Evaluating Pitchers as a Concept: Average, Replacement Level, or Just Totals?

Don’t read further until you’ve already participated in this thought-exercise Cy Young poll.

***

The intent of this poll was to determine how the Fangraphs readers evaluated pitchers with different amounts of innings pitched. Basically, how does a reader balance better rate stats with lesser playing time stats?

The Pitcher X that all other pitchers were being compared to had a 13-4 W/L record, 2.00 ERA, and 153 IP. The league average pitcher has a 4.00 ERA. (You can presume that all the other missing stats would be consistent with that kind of W/L and ERA record.)

The reader was presented with a sample list of pitchers in the league, and was asked to rank Pitcher X in this continuum:
Pitcher A: 20-4, 1.50
Pitcher B: 19-5, 1.80
Pitcher C: 18-6, 2.10
Pitcher D: 17-7, 2.40
Pitcher E: 16-8, 2.70
Pitcher F: 15-9, 3.00
Pitcher G: 14-10, 3.30
Pitcher H: 13-11, 3.65

Each of these pitchers had 216 IP. (You can presume here as well that all the other missing stats would be consistent with that kind of W/L and ERA record.)

The list was chosen so that a person could place Pitcher X behind any pitcher, and be able to justify it, to some extent or other.

Do you believe only in ERA? Then you can place the pitcher as high as between Pitcher B and Pitcher C. Do you believe only in IP? Then you can place the pitcher below Pitcher H. Do you believe only in W? Then you can place him below Pitcher G, maybe Pitcher H. Do you believe only in L? Then you can place him below Pitcher A.

The more you start to combine the various stats, the wins, losses, ERA, and innings pitched, then the more decisions you have to make.

Suppose for example that you simply believe in comparing to the league average. In that case, you can rely just on the won-loss differential. Since Pitcher X was a +9, then you’d slot him between Pitcher D (+10) and Pitcher E (+8). Twenty-nine percent of readers chose won-loss as their answer, and therefore implied that their baseline is the AVERAGE pitcher.
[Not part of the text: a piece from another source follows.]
mod approx;
mod vaes;

pub use approx::{ApproxDecoder, ApproxDecoderConfig};
pub use vaes::{load_vae, AutoencoderKl, AutoencoderKlConfig, VaeModel};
Suppose that you believe in making the baseline as 2 points for a win and minus 1 point for a loss (that is, your zero point is a pitcher with a 1-2 or 8-16 record). In that case, Pitcher X (13-4, or 22 “points”) would fit snugly between Pitcher E (16-8, or 24 “points”) and Pitcher F (15-9, or 21 “points”). Thirty percent of readers chose that baseline as their answer, and therefore implied that their baseline was around a .300-.400 pitcher. That is, they treated that as their personal replacement level.

Another way to say the same thing here is to give each pitcher 0.350 wins for each missing game. So, our Pitcher X, being 7 games short, would get around 2.5 wins and 4.5 losses. That bumps his record from 13-4 to an EQUIVALENT 15.5-8.5. As you can see, that puts him snugly between the 16-8 pitcher and the 15-9 pitcher.

But what if you think that giving a pitcher 0.350 wins for each missing game is still too much. What if instead you want to give a pitcher 0.200 wins for each missing game. In that case, your Pitcher X would get an extra 1.5 wins and 5.5 losses, to bump his 13-4 record to an EQUIVALENT 14.5-9.5 record. That places him right between Pitcher F (15-9) and Pitcher G (14-10). Fifteen percent of readers chose 0.200 for a missed hame as their option.

We’ve captured the implied decisions of 75% of the readers.

But what about the rest? Well, 10% of the readers chose to place Pitcher X between Pitcher C (18-6) and Pitcher D (17-7). This would mean that his 13-4 record is equivalent to 17.5-6.5. Pitcher X was given an extra 4.5 wins and 2.5 losses. In this case, these readers are more interested in his rate stats, his 2.00 ERA and its equivalent 0.765 win%. Since the Cy Young is an award for Most Outstanding Pitcher, these readers reasoned (or their answers may have an implied reasoning) that only a pretty good pitcher would post a 13-4, 2.00 record, and so, they set the extra games equivalency at something between what he posted and league average.

Then we had 3% of the readers that placed Pitcher X (2.00 ERA) between Pitcher B (1.80 ERA) and Pitcher C (2.10 ERA). Those readers simply ignored the IP, and went completely on the rate stats.

On the other end, we had 5% of the readers that placed him between Pitcher G (14-10) and Pitcher H (13-11). In essence, the readers relied almost entirely on the wins, and ignored the losses almost completely.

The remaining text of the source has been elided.